In conclusion, we have successfully demonstrated the realization of an artificial Lieb lattice featuring an isolated flat band in a 2D supramolecular crystal of square-shaped macrocycles self-assembled on a Ag(111) surface. The intra- and inter-molecular nanopores in the 2D supramolecular crystal provide quantum dots arranged in a Lieb lattice with varying energy levels, which is the key factor in forming the isolated flat band. Compared with the structures built by tip manipulation of molecules21,22,23,24, the ultra-large single domain size, high crystallinity, and thermal stability of this system make it an ideal platform for exploring the flat band physics, e.g., the correlated states and the possible topological nontrivial phases, using a wide range of techniques, such as various spectroscopic and transport experiments.

Methods

Sample preparation and measurement

4,4’-(2,2-diphenylethene-1,1-diyl)bis(bromobenzene) molecules are evaporated at 140 °C, with a deposition rate of ~0.66 ML h−1, while the Ag(111) substrate is held at 200 °C. The slow deposition and hot substrate method allows for pseudo-high-dilution and improves the macrocycle yield. Subsequently, the on-surface synthesized macrocycles self-assemble as the 2D supramolecular crystal44. The sample is transferred to the STM chamber, where STM topography is acquired with constant current mode and scanning tunneling spectroscopy (STS) spectra are acquired at 5 K using the lock-in technique with a modulation frequency of 787.3 Hz.
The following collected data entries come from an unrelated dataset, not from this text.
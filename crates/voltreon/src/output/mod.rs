//! Output formatting for CLI commands.
//!
//! This module provides utilities for formatting command output in both
//! human-readable text format and JSON format for programmatic use.
//!
//! Submodules:
//! - [`color`]: Color and styling helpers (semantic colors, icons)
//! - [`tree`]: Dependency tree rendering with ASCII/Unicode connectors

pub mod color;
pub mod tree;

use crate::dependency::DirectLinks;
use crate::domain::{Person, Project, Ticket, TicketRef};
use crate::summary::Summary;
use colored::Colorize;
use serde::Serialize;
use std::env;
use std::io::{self, Write};

pub use color::{error, success, warning};
pub use tree::print_dependency_graph;

use color::{
    ai_marker, bold, colored_status_icon, colorize_id, colorize_status, cyan, dimmed, yellow,
};

// ============================================================================
// Output Configuration
// ============================================================================

const DEFAULT_TERMINAL_WIDTH: u16 = 80;
const DEFAULT_MAX_CONTENT_WIDTH: usize = 80;

/// Configuration for output formatting.
///
/// This struct holds settings that control how output is formatted,
/// including terminal width limits, ASCII fallback mode, and color output.
#[derive(Debug, Clone, PartialEq, Eq)]
pub struct OutputConfig {
    /// Maximum content width for text wrapping.
    pub max_width: usize,
    /// Whether to use ASCII-only icons and connectors instead of Unicode.
    pub use_ascii: bool,
    /// Whether to use colors in output.
    pub use_colors: bool,
}

impl OutputConfig {
    /// Create a new OutputConfig with explicit values.
    pub fn new(max_width: usize, use_ascii: bool, use_colors: bool) -> Self {
        Self {
            max_width,
            use_ascii,
            use_colors,
        }
    }

    /// Create an OutputConfig by reading from environment variables.
    ///
    /// Reads:
    /// - `VOLTREON_MAX_WIDTH`: Maximum content width (default: 80)
    /// - `VOLTREON_ASCII`: Set to "1" or "true" for ASCII-only output (default: false)
    /// - `NO_COLOR`: Standard env var to disable colors (any value disables colors)
    /// - `VOLTREON_COLOR`: Set to "0" or "false" to disable colors (default: true)
    pub fn from_env() -> Self {
        Self::from_lookup(|key| env::var(key).ok())
    }

    /// Same as [`OutputConfig::from_env`], reading variables through `lookup`.
    pub fn from_lookup(lookup: impl Fn(&str) -> Option<String>) -> Self {
        let max_width = match lookup("VOLTREON_MAX_WIDTH") {
            Some(s) if !s.is_empty() => match s.parse() {
                Ok(width) => width,
                Err(_) => {
                    tracing::warn!(
                        env_var = "VOLTREON_MAX_WIDTH",
                        value = %s,
                        default = DEFAULT_MAX_CONTENT_WIDTH,
                        "Invalid value, using default"
                    );
                    DEFAULT_MAX_CONTENT_WIDTH
                }
            },
            _ => DEFAULT_MAX_CONTENT_WIDTH,
        };

        let use_ascii = match lookup("VOLTREON_ASCII") {
            Some(v) if v == "1" || v.eq_ignore_ascii_case("true") => true,
            Some(v) if v == "0" || v.eq_ignore_ascii_case("false") || v.is_empty() => false,
            Some(v) => {
                tracing::warn!(
                    env_var = "VOLTREON_ASCII",
                    value = %v,
                    "Invalid value (expected '1', 'true', '0', or 'false'), using default"
                );
                false
            }
            None => false,
        };

        // NO_COLOR standard (https://no-color.org/), plus VOLTREON_COLOR for
        // explicit control
        let use_colors = lookup("NO_COLOR").is_none()
            && lookup("VOLTREON_COLOR")
                .map(|v| v != "0" && !v.eq_ignore_ascii_case("false"))
                .unwrap_or(true);

        Self {
            max_width,
            use_ascii,
            use_colors,
        }
    }
}

impl Default for OutputConfig {
    fn default() -> Self {
        Self {
            max_width: DEFAULT_MAX_CONTENT_WIDTH,
            use_ascii: false,
            use_colors: true,
        }
    }
}

/// Get the current terminal width, falling back to default if detection fails.
fn get_terminal_width() -> usize {
    terminal_size::terminal_size()
        .map(|(w, _)| w.0 as usize)
        .unwrap_or(DEFAULT_TERMINAL_WIDTH as usize)
}

/// Output format mode
#[derive(Debug, Clone, Copy, PartialEq, Eq)]
pub enum OutputMode {
    /// Human-readable text format
    Text,
    /// JSON format for programmatic use
    Json,
}

// ============================================================================
// Public Dispatch Functions
// ============================================================================

/// Write to a locked stdout using the environment's output config.
fn with_stdout(
    f: impl FnOnce(&mut io::StdoutLock<'_>, &OutputConfig) -> io::Result<()>,
) -> io::Result<()> {
    let stdout = io::stdout();
    let mut handle = stdout.lock();
    let config = OutputConfig::from_env();
    f(&mut handle, &config)
}

/// Print a simple message
pub fn print_message(msg: &str) -> io::Result<()> {
    let stdout = io::stdout();
    let mut handle = stdout.lock();
    writeln!(handle, "{}", msg)
}

/// Print a JSON-formatted result for any serializable value
pub fn print_json<T: Serialize + ?Sized>(value: &T) -> io::Result<()> {
    let stdout = io::stdout();
    let mut handle = stdout.lock();
    write_json(&mut handle, value)
}

fn write_json<W: Write, T: Serialize + ?Sized>(w: &mut W, value: &T) -> io::Result<()> {
    let json = serde_json::to_string_pretty(value).map_err(io::Error::other)?;
    writeln!(w, "{}", json)
}

/// Print a single project
pub fn print_project(project: &Project, mode: OutputMode) -> io::Result<()> {
    match mode {
        OutputMode::Json => print_json(project),
        OutputMode::Text => with_stdout(|w, config| print_project_text(w, project, config)),
    }
}

/// Print a project with its tickets (for `project show`)
pub fn print_project_details(
    project: &Project,
    tickets: &[Ticket],
    mode: OutputMode,
) -> io::Result<()> {
    match mode {
        OutputMode::Json => {
            #[derive(Serialize)]
            struct ProjectDetails<'a> {
                #[serde(flatten)]
                project: &'a Project,
                tickets: &'a [Ticket],
            }
            print_json(&ProjectDetails { project, tickets })
        }
        OutputMode::Text => with_stdout(|w, config| {
            print_project_text(w, project, config)?;
            writeln!(w)?;
            print_tickets_text(w, tickets, config)
        }),
    }
}

/// Print a list of projects
pub fn print_projects(projects: &[Project], mode: OutputMode) -> io::Result<()> {
    match mode {
        OutputMode::Json => print_json(projects),
        OutputMode::Text => with_stdout(|w, config| print_projects_text(w, projects, config)),
    }
}

/// Print a single ticket summary line
pub fn print_ticket(ticket: &Ticket, mode: OutputMode) -> io::Result<()> {
    match mode {
        OutputMode::Json => print_json(ticket),
        OutputMode::Text => with_stdout(|w, config| print_ticket_line(w, ticket, config)),
    }
}

/// Print a list of tickets
pub fn print_tickets(tickets: &[Ticket], mode: OutputMode) -> io::Result<()> {
    match mode {
        OutputMode::Json => print_json(tickets),
        OutputMode::Text => with_stdout(|w, config| print_tickets_text(w, tickets, config)),
    }
}

/// Everything `ticket show` displays.
#[derive(Debug, Serialize)]
#[serde(rename_all = "camelCase")]
pub struct TicketDetails<'a> {
    /// The ticket
    #[serde(flatten)]
    pub ticket: &'a Ticket,
    /// Assigned people
    pub assigned_people: &'a [Person],
    /// Direct dependency links
    #[serde(flatten)]
    pub links: &'a DirectLinks,
}

/// Print a ticket with full details (for `ticket show`)
pub fn print_ticket_details(details: &TicketDetails<'_>, mode: OutputMode) -> io::Result<()> {
    match mode {
        OutputMode::Json => print_json(details),
        OutputMode::Text => with_stdout(|w, config| print_ticket_details_text(w, details, config)),
    }
}

/// Print a list of people
pub fn print_people(people: &[Person], mode: OutputMode) -> io::Result<()> {
    match mode {
        OutputMode::Json => print_json(people),
        OutputMode::Text => with_stdout(|w, config| print_people_text(w, people, config)),
    }
}

/// Print a single person
pub fn print_person(person: &Person, mode: OutputMode) -> io::Result<()> {
    match mode {
        OutputMode::Json => print_json(person),
        OutputMode::Text => with_stdout(|w, config| print_person_line(w, person, config)),
    }
}

/// Print direct dependency links (for `dep list`)
pub fn print_direct_links(links: &DirectLinks, mode: OutputMode) -> io::Result<()> {
    match mode {
        OutputMode::Json => print_json(links),
        OutputMode::Text => with_stdout(|w, config| print_links_text(w, links, config)),
    }
}

/// Print a dependency summary
pub fn print_summary(summary: &Summary, mode: OutputMode) -> io::Result<()> {
    match mode {
        OutputMode::Json => print_json(summary),
        OutputMode::Text => with_stdout(|w, config| print_summary_text(w, summary, config)),
    }
}

// ============================================================================
// Text Formatting
// ============================================================================

fn print_project_text<W: Write>(
    w: &mut W,
    project: &Project,
    config: &OutputConfig,
) -> io::Result<()> {
    writeln!(w, "{} {}", colorize_id(project.id, config), bold(&project.name, config))?;
    if let Some(description) = &project.description {
        let width = get_terminal_width().min(config.max_width);
        for line in wrap_text(description, width.saturating_sub(2)) {
            writeln!(w, "  {line}")?;
        }
    }
    writeln!(
        w,
        "  {} {}    {} {}",
        dimmed("Created:", config),
        project.created_at.format("%Y-%m-%d %H:%M"),
        dimmed("Updated:", config),
        project.updated_at.format("%Y-%m-%d %H:%M")
    )
}

fn print_projects_text<W: Write>(
    w: &mut W,
    projects: &[Project],
    config: &OutputConfig,
) -> io::Result<()> {
    if projects.is_empty() {
        return writeln!(w, "No projects found.");
    }

    writeln!(w, "Found {} project(s):", projects.len())?;
    writeln!(w)?;
    for project in projects {
        writeln!(w, "{}  {}", colorize_id(project.id, config), project.name)?;
    }
    Ok(())
}

fn print_ticket_line<W: Write>(
    w: &mut W,
    ticket: &Ticket,
    config: &OutputConfig,
) -> io::Result<()> {
    let marker = ai_marker(ticket.is_ai_generated, config);
    writeln!(
        w,
        "{} {}  {}  {}{}",
        colored_status_icon(ticket.status, config),
        colorize_id(ticket.id, config),
        ticket.title,
        dimmed(&format!("(project #{})", ticket.project_id), config),
        if marker.is_empty() { marker } else { format!("  {marker}") }
    )
}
The STS spectra shown in Fig. 3 are not normalized by the spectra acquired on the clean surface.

Plane-wave calculation

The Shockley surface state of Ag(111) is modeled as a 2D electron gas (2DEG) with an effective electron mass (meff = 0.42 me). The 2-dimensional time-independent Schrödinger equation can be expressed as:

$$-\frac{{{{\hbar }}}^{2}}{2m}{\vec{\nabla }}^{2}\psi \left(\vec{x}\right)+{V}_{M}\left(\vec{x}\right)\psi \left(\vec{x}\right)=E\psi$$
(1)

where VM represents the potential provided by the macrocycles. The wavefunction \(\psi (\vec{x})\) is solved numerically using the Bloch’s Theorem. The parameters of the QD lattice structure shown in Fig. 3f are the following: corner-site potential wells: 0.65 nm x 0.65 nm, horizontal-edge-site potential wells: 0.61 nm x 0.61 nm, vertical-edge-site potential wells: 0.27 nm x 0.37 nm, and potential well depth: 2.4 V (Supplementary Note 1).